Abstract

This article addresses the case of the School of Architecture and Design at Pontificia Universidad Catolica de Valparaiso in Chile, which established an original position in arts and education by exploring the productive relationship between poetry and architecture. The focus of this article is to examine the pivotal presence of poetry in the school’s artistic position and its role in the design and building actions carried out by students and professors, which are an essential trait of its educational approach. The article displays this trajectory from the poetic word to the act of building by discussing a crucial topic raised within inter-nal debates of the School of Valparaiso: the relationship between word and action. While illustrating the role of poetry in the school’s creative practices, the article argues that the poetic word is not instrumentalized as a concrete method or tool in design studio practices, but is present as an underlying element that opens a primordial creative field from which architecture operates. The article aims to contribute to the existing literature by clarifying the role of poetry in the School of Valparaiso’s curriculum, which is a particu- larly unclear aspect surrounded by myths and assumptions.
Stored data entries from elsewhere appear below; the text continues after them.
use std::collections::HashMap;

use serde::{Deserialize, Serialize};

use crate::{Album, Artist, EntityId, EntityKind, ExternalUrls, Playlist, ResultSet, Track};

pub const MAX_RANKED_ITEMS: usize = 50;
pub const MAX_PRIORITY_ALBUMS: usize = 3;
/// Shortest side allowed in a substring artist match.
pub const MIN_PARTIAL_MATCH_CHARS: usize = 3;

/// Display projection of one catalog entity.
#[derive(Debug, Clone, PartialEq, Eq, Serialize, Deserialize)]
pub struct RankedItem {
    pub kind: EntityKind,
    pub id: EntityId,
    pub title: String,
    pub subtitle: Option<String>,
    pub artwork_url: Option<String>,
    pub explicit: bool,
    pub external_urls: ExternalUrls,
}

impl From<&Track> for RankedItem {
    fn from(track: &Track) -> Self {
        Self {
            kind: EntityKind::Track,
            id: track.id.clone(),
            title: track.title.clone(),
            subtitle: Some(track.artist.clone()),
            artwork_url: track.artwork_url.clone(),
            explicit: track.explicit,
            external_urls: track.external_urls.clone(),
        }
    }
}

impl From<&Album> for RankedItem {
    fn from(album: &Album) -> Self {
        Self {
            kind: EntityKind::Album,
            id: album.id.clone(),
            title: album.title.clone(),
            subtitle: Some(album.artist.clone()),
            artwork_url: album.artwork_url.clone(),
            explicit: false,
            external_urls: album.external_urls.clone(),
        }
    }
}

impl From<&Artist> for RankedItem {
    fn from(artist: &Artist) -> Self {
        Self {
            kind: EntityKind::Artist,
            id: artist.id.clone(),
            title: artist.name.clone(),
            subtitle: None,
            artwork_url: artist.artwork_url.clone(),
            explicit: false,
            external_urls: artist.external_urls.clone(),
        }
    }
}

impl From<&Playlist> for RankedItem {
    fn from(playlist: &Playlist) -> Self {
        Self {
            kind: EntityKind::Playlist,
            id: playlist.id.clone(),
            title: playlist.title.clone(),
            subtitle: playlist.owner.clone(),
            artwork_url: playlist.artwork_url.clone(),
            explicit: false,
            external_urls: playlist.external_urls.clone(),
        }
    }
}

/// Lowercases, drops punctuation and collapses whitespace.
pub fn normalize(value: &str) -> String {
    let mut normalized = String::with_capacity(value.len());
    for word in value
        .split_whitespace()
        .map(|w| {
            w.chars()
                .filter(|c| c.is_alphanumeric())
                .flat_map(char::to_lowercase)
                .collect::<String>()
        })
        .filter(|w| !w.is_empty())
    {
        if !normalized.is_empty() {
            normalized.push(' ');
        }
        normalized.push_str(&word);
    }
    normalized
}

/// Whether a normalized artist name matches a normalized query.
///
/// Exact equality always matches. Containment in either direction matches only when the
/// contained side has at least [`MIN_PARTIAL_MATCH_CHARS`] characters.
pub fn artist_matches(artist: &str, query: &str) -> bool {
    if artist.is_empty() || query.is_empty() {
        return false;
    }
    if artist == query {
        return true;
    }
    let long_enough = |s: &str| s.chars().count() >= MIN_PARTIAL_MATCH_CHARS;
    (long_enough(query) && artist.contains(query))
        || (long_enough(artist) && query.contains(artist))
}

/// Collapses explicit/clean editions of the same track, keeping first-seen group order.
pub fn dedup_tracks(tracks: &[Track]) -> Vec<&Track> {
    let mut kept: Vec<&Track> = Vec::with_capacity(tracks.len());
    let mut groups: HashMap<(String, String), usize> = HashMap::new();
    for track in tracks {
        let key = (normalize(&track.title), normalize(&track.artist));
        match groups.get(&key) {
            Some(&index) => {
                if track.explicit && !kept[index].explicit {
                    kept[index] = track;
                }
            }
            None => {
                groups.insert(key, kept.len());
                kept.push(track);
            }
        }
    }
    kept
}

/// Merges a result set into one ordered, deduplicated list of at most [`MAX_RANKED_ITEMS`].
///
/// With a query: matching artists, up to [`MAX_PRIORITY_ALBUMS`] of their albums, tracks,
/// the remaining albums, the remaining artists, then playlists. Without one: tracks,
/// albums, artists, playlists.
pub fn rank(results: &ResultSet, query: &str) -> Vec<RankedItem> {
    let tracks = dedup_tracks(&results.tracks);
    let query = normalize(query);
    let mut ranked: Vec<RankedItem> = Vec::with_capacity(results.len().min(MAX_RANKED_ITEMS));

    if query.is_empty() {
        ranked.extend(tracks.into_iter().map(RankedItem::from));
        ranked.extend(results.albums.iter().map(RankedItem::from));
        ranked.extend(results.artists.iter().map(RankedItem::from));
        ranked.extend(results.playlists.iter().map(RankedItem::from));
        ranked.truncate(MAX_RANKED_ITEMS);
        return ranked;
    }

    let (matching, other): (Vec<&Artist>, Vec<&Artist>) = results
        .artists
        .iter()
        .partition(|artist| artist_matches(&normalize(&artist.name), &query));
    let matching_names = matching
        .iter()
        .map(|artist| normalize(&artist.name))
        .collect::<Vec<_>>();

    let mut priority = vec![false; results.albums.len()];
    let mut priority_count = 0;
    for (index, album) in results.albums.iter().enumerate() {
        if priority_count == MAX_PRIORITY_ALBUMS {
            break;
        }
        let artist = normalize(&album.artist);
        if matching_names.iter().any(|name| *name == artist) {
            priority[index] = true;
            priority_count += 1;
        }
    }

    ranked.extend(matching.into_iter().map(RankedItem::from));
    ranked.extend(
        results
            .albums
            .iter()
            .zip(priority.iter())
            .filter(|(_, p)| **p)
            .map(|(album, _)| RankedItem::from(album)),
    );
    ranked.extend(tracks.into_iter().map(RankedItem::from));
    ranked.extend(
        results
            .albums
            .iter()
            .zip(priority.iter())
            .filter(|(_, p)| !**p)
            .map(|(album, _)| RankedItem::from(album)),
    );
    ranked.extend(other.into_iter().map(RankedItem::from));
    ranked.extend(results.playlists.iter().map(RankedItem::from));
    ranked.truncate(MAX_RANKED_ITEMS);
    ranked
}
use std::io::Result;

use bytes::Bytes;

use crate::async_trait;

mod memory;
pub use memory::MemoryPersistence;

mod filesystem;
pub use filesystem::FilesystemPersistence;

/// Durable key/value storage for cache contents.
#[async_trait]
pub trait DurablePersistence: std::fmt::Debug + Send + Sync + 'static {
    async fn load(&self, key: &str) -> Result<Option<Bytes>>;
    async fn save(&self, key: &str, bytes: Bytes) -> Result<()>;
    /// Deleting a missing key is not an error.
    async fn delete(&self, key: &str) -> Result<()>;
}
Therefore, this article focuses on the formulation and practice of the ‘poetic act’, its role in the design and building processes of the school projects, and the way in which the professors and students of the School of Valparaiso proceed with their works after the poetic act that takes place at the start of every project. By clarifying these points, we shine a light on the presence of poetry in the articulation of the school’s artistic production and academic structures, locating the relationship between word and action at the centre of the school’s debates, where it remains open and vividly discussed to this day.